The Pathophysiology and Treatment of CNS Injury

My research spans neurotrauma, neurodegeneration, ischemia, and spinal cord injury, with major thematic strengths in inflammasome biology, sex‑ and age‑dependent vulnerability, therapeutic hypothermia, extracellular vesicle therapies, neuroprotective molecules, and transcriptomic/proteomic characterization of injury responses.

A substantial portion of my collaborative work defines how inflammasome signaling contributes to secondary injury mechanisms in TBI, stroke, Alzheimer’s disease (AD), neurodevelopmental injury, and gut–brain axis disruption. These studies demonstrated region‑specific inflammasome protein expression, genetic modulation of pyroptosis pathways (e.g., GSDMD knockout), and how peripheral factor such as stool‑derived extracellular vesicle amplify CNS inflammation after TBI and stroke, including in AD‑transgenic mice.

Our group has made multiple advances in cell‑ and vesicle‑based therapies for neurotrauma, showing that human Schwann cell‑derived exosomes and neural stem cells mitigate microglial activation, histopathology, and behavioral deficits after penetrating or blunt brain injury. Similar work examines biomarker responses and injury severity correlations in acute traumatic spinal cord injury.

We have also contributed extensively to investigations of therapeutic hypothermia and temperature modulation, including novel approaches using nanovanilloid‑mediated targeted cooling and single‑cell RNA sequencing to map cell‑type‑specific hypothermia responses after TBI.

A strong mechanistic theme in my research involves hormonal, metabolic, and sex‑dependent influences on CNS injury. These studies show how menopause‑associated frailty, estrogen receptor‑β signaling, nicotine/contraceptive interactions, and electronic cigarette vapor exposure alter ischemic outcome, neuronal survival, inflammatory signaling, and behavioral recovery, often with marked female-specific vulnerabilities.

Our work on ischemia includes discoveries that recombinant irisin and whole‑body vibration therapy can induce transcriptomic profiles associated with neuroprotection and ischemic tolerance in middle‑aged or reproductively senescent animals. Complementary studies identify interactions between metabolic hormones (e.g., osteocalcin) and brain senescence.

Another major emphasis is systems-level characterization of CNS injury.

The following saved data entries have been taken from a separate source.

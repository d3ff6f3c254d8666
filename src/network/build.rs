//! Feature network construction and node degree.
//!
//! A network is a symmetric `p x p` matrix of edge weights between feature
//! columns. Degree is computed as:
//!
//! ```text
//! weighted:   d_i = Σ_{j≠i, |w_ij| > cutoff} |w_ij|
//! unweighted: d_i = #{ j≠i : |w_ij| > cutoff }
//! ```
//!
//! Each network row depends only on the (standardized) columns, so rows are
//! computed independently and in parallel when enabled.

use nalgebra::{DMatrix, DVector};
use rayon::prelude::*;

use crate::domain::{NetworkMethod, NetworkOptions};
use crate::error::AppError;

/// How to obtain the feature network.
#[derive(Debug, Clone, PartialEq)]
pub enum NetworkSpec {
    /// Pearson correlation of the feature columns.
    Correlation,
    /// Spearman rank correlation of the feature columns.
    Spearman,
    /// Sample covariance of the feature columns.
    Covariance,
    /// A precomputed `p x p` adjacency / weight matrix.
    Adjacency(DMatrix<f64>),
    /// Precomputed per-feature degrees (length `p`).
    Degree(Vec<f64>),
}

impl From<NetworkMethod> for NetworkSpec {
    fn from(value: NetworkMethod) -> Self {
        match value {
            NetworkMethod::Correlation => NetworkSpec::Correlation,
            NetworkMethod::Spearman => NetworkSpec::Spearman,
            NetworkMethod::Covariance => NetworkSpec::Covariance,
        }
    }
}

impl NetworkSpec {
    pub fn display_name(&self) -> &'static str {
        match self {
            NetworkSpec::Correlation => "correlation",
            NetworkSpec::Spearman => "spearman",
            NetworkSpec::Covariance => "covariance",
            NetworkSpec::Adjacency(_) => "adjacency",
            NetworkSpec::Degree(_) => "degree",
        }
    }
}

/// Compute per-feature degrees for `x` under the given network spec.
pub fn network_degree(
    x: &DMatrix<f64>,
    network: &NetworkSpec,
    opts: &NetworkOptions,
) -> Result<Vec<f64>, AppError> {
    if !(opts.cutoff.is_finite() && opts.cutoff >= 0.0) {
        return Err(AppError::invalid(format!(
            "Invalid network cutoff: {} (must be finite and >= 0).",
            opts.cutoff
        )));
    }

    let p = x.ncols();
    match network {
        NetworkSpec::Degree(degrees) => {
            if degrees.len() != p {
                return Err(AppError::invalid(format!(
                    "Degree vector length ({}) != number of features ({p}).",
                    degrees.len()
                )));
            }
            if let Some((j, d)) = degrees.iter().enumerate().find(|(_, d)| !(d.is_finite() && **d >= 0.0)) {
                return Err(AppError::invalid(format!(
                    "Invalid degree {d} for feature {j} (must be finite and >= 0)."
                )));
            }
            Ok(degrees.clone())
        }
        NetworkSpec::Adjacency(adj) => {
            if adj.nrows() != p || adj.ncols() != p {
                return Err(AppError::invalid(format!(
                    "Adjacency matrix is {}x{}, expected {p}x{p}.",
                    adj.nrows(),
                    adj.ncols()
                )));
            }
            if adj.iter().any(|v| !v.is_finite()) {
                return Err(AppError::invalid("Adjacency matrix contains non-finite values."));
            }
            Ok(degree_from_matrix(adj, opts))
        }
        NetworkSpec::Correlation | NetworkSpec::Spearman | NetworkSpec::Covariance => {
            let net = build_network(x, network, opts.parallel)?;
            Ok(degree_from_matrix(&net, opts))
        }
    }
}

/// Build the `p x p` network matrix for a data-derived spec.
pub fn build_network(
    x: &DMatrix<f64>,
    network: &NetworkSpec,
    parallel: bool,
) -> Result<DMatrix<f64>, AppError> {
    let n = x.nrows();
    let p = x.ncols();
    if n < 2 {
        return Err(AppError::insufficient(format!(
            "Need at least 2 observations to build a feature network, got {n}."
        )));
    }
    if x.iter().any(|v| !v.is_finite()) {
        return Err(AppError::invalid("Feature matrix contains non-finite values."));
    }

    // Column-wise preprocessing so each entry becomes a plain dot product.
    let columns: Vec<DVector<f64>> = match network {
        NetworkSpec::Correlation => (0..p).map(|j| standardize_column(&x.column(j).into_owned())).collect(),
        NetworkSpec::Spearman => (0..p)
            .map(|j| standardize_column(&average_ranks(&x.column(j).into_owned())))
            .collect(),
        NetworkSpec::Covariance => (0..p)
            .map(|j| {
                let col = x.column(j).into_owned();
                let mean = col.mean();
                col.map(|v| (v - mean) / ((n - 1) as f64).sqrt())
            })
            .collect(),
        NetworkSpec::Adjacency(adj) => return Ok(adj.clone()),
        NetworkSpec::Degree(_) => {
            return Err(AppError::invalid("A degree vector does not define a network matrix."));
        }
    };

    let row = |i: usize| -> Vec<f64> { (0..p).map(|j| columns[i].dot(&columns[j])).collect() };
    let rows: Vec<Vec<f64>> = if parallel {
        (0..p).into_par_iter().map(row).collect()
    } else {
        (0..p).map(row).collect()
    };

    let mut out = DMatrix::<f64>::zeros(p, p);
    for (i, r) in rows.into_iter().enumerate() {
        for (j, v) in r.into_iter().enumerate() {
            out[(i, j)] = v;
        }
    }
    Ok(out)
}

/// Degree of every node, ignoring the diagonal.
pub fn degree_from_matrix(net: &DMatrix<f64>, opts: &NetworkOptions) -> Vec<f64> {
    let p = net.nrows();
    (0..p)
        .map(|i| {
            let mut d = 0.0;
            for j in 0..p {
                if i == j {
                    continue;
                }
                let w = net[(i, j)].abs();
                if w > opts.cutoff {
                    d += if opts.unweighted { 1.0 } else { w };
                }
            }
            d
        })
        .collect()
}

/// Centre and scale a column so `<a, b>` is the Pearson correlation.
///
/// Constant columns map to zeros: they are uncorrelated with everything.
fn standardize_column(col: &DVector<f64>) -> DVector<f64> {
    let mean = col.mean();
    let centred = col.map(|v| v - mean);
    let norm = centred.norm();
    if norm <= 1e-12 * (1.0 + mean.abs()) * (col.len() as f64).sqrt() {
        return DVector::zeros(col.len());
    }
    centred / norm
}

/// Ranks `1..=n`, ties receiving their average rank.
fn average_ranks(col: &DVector<f64>) -> DVector<f64> {
    let n = col.len();
    let mut order: Vec<usize> = (0..n).collect();
    order.sort_by(|&a, &b| col[a].partial_cmp(&col[b]).unwrap_or(std::cmp::Ordering::Equal));

    let mut ranks = DVector::<f64>::zeros(n);
    let mut start = 0;
    while start < n {
        let mut end = start + 1;
        while end < n && col[order[end]] == col[order[start]] {
            end += 1;
        }
        // Positions start..end (0-based) share rank mean((start+1)..=end).
        let rank = (start + 1 + end) as f64 / 2.0;
        for &idx in &order[start..end] {
            ranks[idx] = rank;
        }
        start = end;
    }
    ranks
}

#[cfg(test)]
mod tests {
    use super::*;

    fn toy() -> DMatrix<f64> {
        // Column 1 = 2 * column 0, column 2 anti-correlated, column 3 constant.
        DMatrix::from_row_slice(
            4,
            4,
            &[
                1.0, 2.0, 4.0, 7.0, //
                2.0, 4.0, 3.0, 7.0, //
                3.0, 6.0, 2.0, 7.0, //
                4.0, 8.0, 1.0, 7.0,
            ],
        )
    }

    #[test]
    fn correlation_network_matches_known_values() {
        let net = build_network(&toy(), &NetworkSpec::Correlation, false).unwrap();
        assert!((net[(0, 1)] - 1.0).abs() < 1e-12);
        assert!((net[(0, 2)] + 1.0).abs() < 1e-12);
        assert!(net[(0, 3)].abs() < 1e-12);
        assert!((net[(2, 2)] - 1.0).abs() < 1e-12);
    }

    #[test]
    fn constant_column_is_isolated() {
        let opts = NetworkOptions {
            unweighted: false,
            ..NetworkOptions::default()
        };
        let degree = network_degree(&toy(), &NetworkSpec::Correlation, &opts).unwrap();
        assert!((degree[0] - 2.0).abs() < 1e-12);
        assert_eq!(degree[3], 0.0);
    }

    #[test]
    fn unweighted_degree_counts_edges_above_cutoff() {
        let adj = DMatrix::from_row_slice(3, 3, &[1.0, 0.2, -0.9, 0.2, 1.0, 0.05, -0.9, 0.05, 1.0]);
        let opts = NetworkOptions {
            cutoff: 0.1,
            ..NetworkOptions::default()
        };
        let x = DMatrix::<f64>::zeros(5, 3);
        let degree = network_degree(&x, &NetworkSpec::Adjacency(adj.clone()), &opts).unwrap();
        assert_eq!(degree, vec![2.0, 1.0, 1.0]);

        let weighted = NetworkOptions {
            unweighted: false,
            ..opts
        };
        let degree = network_degree(&x, &NetworkSpec::Adjacency(adj), &weighted).unwrap();
        assert!((degree[0] - 1.1).abs() < 1e-12);
        assert!((degree[1] - 0.2).abs() < 1e-12);
    }

    #[test]
    fn parallel_and_serial_networks_agree() {
        let x = DMatrix::from_fn(12, 6, |i, j| ((i * 7 + j * 3) % 5) as f64 + (i as f64) * 0.1 * j as f64);
        let a = build_network(&x, &NetworkSpec::Spearman, true).unwrap();
        let b = build_network(&x, &NetworkSpec::Spearman, false).unwrap();
        assert_eq!(a, b);
    }

    #[test]
    fn spearman_ranks_handle_ties() {
        let col = DVector::from_row_slice(&[10.0, 20.0, 10.0, 30.0]);
        let r = average_ranks(&col);
        assert_eq!(r.as_slice(), &[1.5, 3.0, 1.5, 4.0]);
    }

    #[test]
    fn covariance_uses_unbiased_denominator() {
        let x = DMatrix::from_row_slice(3, 2, &[1.0, 2.0, 2.0, 4.0, 3.0, 6.0]);
        let net = build_network(&x, &NetworkSpec::Covariance, false).unwrap();
        assert!((net[(0, 0)] - 1.0).abs() < 1e-12);
        assert!((net[(0, 1)] - 2.0).abs() < 1e-12);
    }

    #[test]
    fn degree_vector_is_validated() {
        let x = DMatrix::<f64>::zeros(3, 2);
        let opts = NetworkOptions::default();
        assert!(network_degree(&x, &NetworkSpec::Degree(vec![1.0]), &opts).is_err());
        assert!(network_degree(&x, &NetworkSpec::Degree(vec![1.0, -1.0]), &opts).is_err());
        assert_eq!(
            network_degree(&x, &NetworkSpec::Degree(vec![1.0, 3.0]), &opts).unwrap(),
            vec![1.0, 3.0]
        );
    }

    #[test]
    fn single_row_is_insufficient() {
        let x = DMatrix::<f64>::zeros(1, 3);
        let err = build_network(&x, &NetworkSpec::Correlation, false).unwrap_err();
        assert_eq!(err.exit_code(), 3);
    }
}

We have led or contributed to multimodal MRI, neuroproteomics, machine learning–based recovery prediction, and circulating biomarker analyses across models of TBI and SCI. These studies reveal longitudinal patterns of structural change, electrophysiological abnormalities, and predictive biomarker signatures linked to injury severity and outcome.

Finally, our research extends into bone biology after spinal cord injury, demonstrating how low‑intensity vibration and RANKL inhibition reduce immobilization‑induced bone loss, broadening the translational relevance beyond CNS tissue.